Figure 6. Functional rescue experiments to test if BAG5 and SPARC are direct downstream effectors of miR-4454.

Kuramochi cells were transfected with anti-miR-4454/BAG5-siRNA/SPARC-siRNA or both anti-miR-4454 and siRNA or scrambled control oligos (Scr). The transfected cells were then used for the functional assays. (A) Migration: Transfected cells were seeded in transwell inserts with 8 μm pores in and allowed to migrate towards medium containing 10% FBS. Migrated cells were fixed, imaged and quantified using image-J software (mean ± SD; 3 independents experiments). (B) Transfected cells were seeded in 96-wella plates and allowed to grow for 5 days. Cell proliferation was determined by MTT assay (mean ± SD; 3 independents experiments). (C) Colony formation: Transfected cells were seeded in 6-well plates and allowed to form colonies.
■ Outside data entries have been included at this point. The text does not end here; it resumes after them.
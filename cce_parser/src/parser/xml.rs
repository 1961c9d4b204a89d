//! XML front end
//!
//! roxmltree never resolves external entities. Documents carrying a DOCTYPE
//! or entity declaration are refused outright, before and during parsing.

use super::error::{ParseError, ParseResult};
use super::ParseOptions;
use crate::model::ConfigNode;

const FORBIDDEN_MARKERS: [&str; 2] = ["<!DOCTYPE", "<!ENTITY"];

pub(super) fn parse_xml(text: &str, options: &ParseOptions) -> ParseResult<ConfigNode> {
    if contains_declaration(text) {
        return Err(ParseError::forbidden_dtd());
    }

    let mut parsing = roxmltree::ParsingOptions::default();
    parsing.allow_dtd = false;
    parsing.nodes_limit = options.max_nodes;

    let document = roxmltree::Document::parse_with_options(text, parsing).map_err(map_error)?;
    let root = document.root_element();

    if let Some(expected) = options.root_element.as_deref() {
        if root.tag_name().name() != expected {
            return Err(ParseError::unexpected_root(root.tag_name().name(), expected));
        }
    }

    let mut budget = NodeBudget::new(options.max_nodes);
    convert(root, 1, options.max_depth, &mut budget)
}

fn contains_declaration(text: &str) -> bool {
    let upper = text.to_ascii_uppercase();
    FORBIDDEN_MARKERS.iter().any(|marker| upper.contains(marker))
}

fn map_error(err: roxmltree::Error) -> ParseError {
    match err {
        roxmltree::Error::DtdDetected => ParseError::forbidden_dtd(),
        roxmltree::Error::NodesLimitReached => {
            ParseError::new(super::ParseErrorReason::NodeLimitExceeded, err.to_string())
        }
        other => ParseError::malformed(other.to_string()),
    }
}

pub(super) struct NodeBudget {
    remaining: u32,
    limit: u32,
}

impl NodeBudget {
    pub(super) fn new(limit: u32) -> Self {
        Self {
            remaining: limit,
            limit,
        }
    }

    pub(super) fn take(&mut self) -> ParseResult<()> {
        if self.remaining == 0 {
            return Err(ParseError::node_limit_exceeded(self.limit));
        }
        self.remaining -= 1;
        Ok(())
    }
}

fn convert(
    node: roxmltree::Node<'_, '_>,
    depth: usize,
    max_depth: usize,
    budget: &mut NodeBudget,
) -> ParseResult<ConfigNode> {
    if depth > max_depth {
        return Err(ParseError::depth_exceeded(max_depth));
    }
    budget.take()?;

    let mut out = ConfigNode::new(node.tag_name().name());
    for attribute in node.attributes() {
        out.push_attribute(attribute.name(), attribute.value());
    }

    for child in node.children() {
        if child.is_element() {
            out.push_child(convert(child, depth + 1, max_depth, budget)?);
        } else if child.is_text() {
            if let Some(text) = child.text() {
                out.append_text(text);
            }
        }
    }

    Ok(out)
}

#[cfg(test)]
mod tests {
    use super::*;
    use crate::parser::ParseErrorReason;
    use assert_matches::assert_matches;

    fn options() -> ParseOptions {
        ParseOptions::default()
    }

    #[test]
    fn test_attributes_text_and_cdata() {
        let xml = r#"<pfsense version="23.3"><system><hostname>fw01</hostname><motd><![CDATA[hi <there>]]></motd></system></pfsense>"#;
        let root = parse_xml(xml, &options()).unwrap();

        assert_eq!(root.attribute("version"), Some("23.3"));
        assert_eq!(root.value_at("system/hostname"), Some("fw01"));
        assert_eq!(root.value_at("system/motd"), Some("hi <there>"));
    }

    #[test]
    fn test_doctype_is_refused() {
        let xml = r#"<?xml version="1.0"?>
<!DOCTYPE pfsense [<!ENTITY xxe SYSTEM "file:///etc/passwd">]>
<pfsense><system><hostname>&xxe;</hostname></system></pfsense>"#;
        let err = parse_xml(xml, &options()).unwrap_err();
        assert_eq!(err.reason, ParseErrorReason::ForbiddenDtd);
    }

    #[test]
    fn test_lowercase_doctype_is_refused() {
        let xml = "<!doctype pfsense><pfsense/>";
        assert_matches!(
            parse_xml(xml, &options()),
            Err(ParseError { reason: ParseErrorReason::ForbiddenDtd, .. })
        );
    }

    #[test]
    fn test_depth_cap() {
        let mut xml = String::from("<pfsense>");
        for _ in 0..10 {
            xml.push_str("<a>");
        }
        for _ in 0..10 {
            xml.push_str("</a>");
        }
        xml.push_str("</pfsense>");

        let err = parse_xml(&xml, &options().with_max_depth(5)).unwrap_err();
        assert_eq!(err.reason, ParseErrorReason::DepthExceeded);
        assert!(parse_xml(&xml, &options().with_max_depth(11)).is_ok());
    }

    #[test]
    fn test_node_cap() {
        let xml = format!("<pfsense>{}</pfsense>", "<rule/>".repeat(50));
        let err = parse_xml(&xml, &options().with_max_nodes(20)).unwrap_err();
        assert_eq!(err.reason, ParseErrorReason::NodeLimitExceeded);
    }

    #[test]
    fn test_wrong_root_and_malformed() {
        let err = parse_xml("<opnsense/>", &options()).unwrap_err();
        assert_eq!(err.reason, ParseErrorReason::UnexpectedRoot);

        let err = parse_xml("<pfsense><system></pfsense>", &options()).unwrap_err();
        assert_eq!(err.reason, ParseErrorReason::Malformed);
    }
}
Colonies were fixed after 2–3 weeks, stained (0.005% crystal violet) and counted using image-J software (mean ± SD; 3 independents experiments). * p<0.01, Students t-test. (D) Kaplan–Meier plot for effect of BAG5 (Affy ID:202985_s_at) and SPARC (Affy ID: 212667_at) expression levels on 5-year progression free survival in ovarian cancer patients using KM Plotter. Red: High expression; Black: Low expression.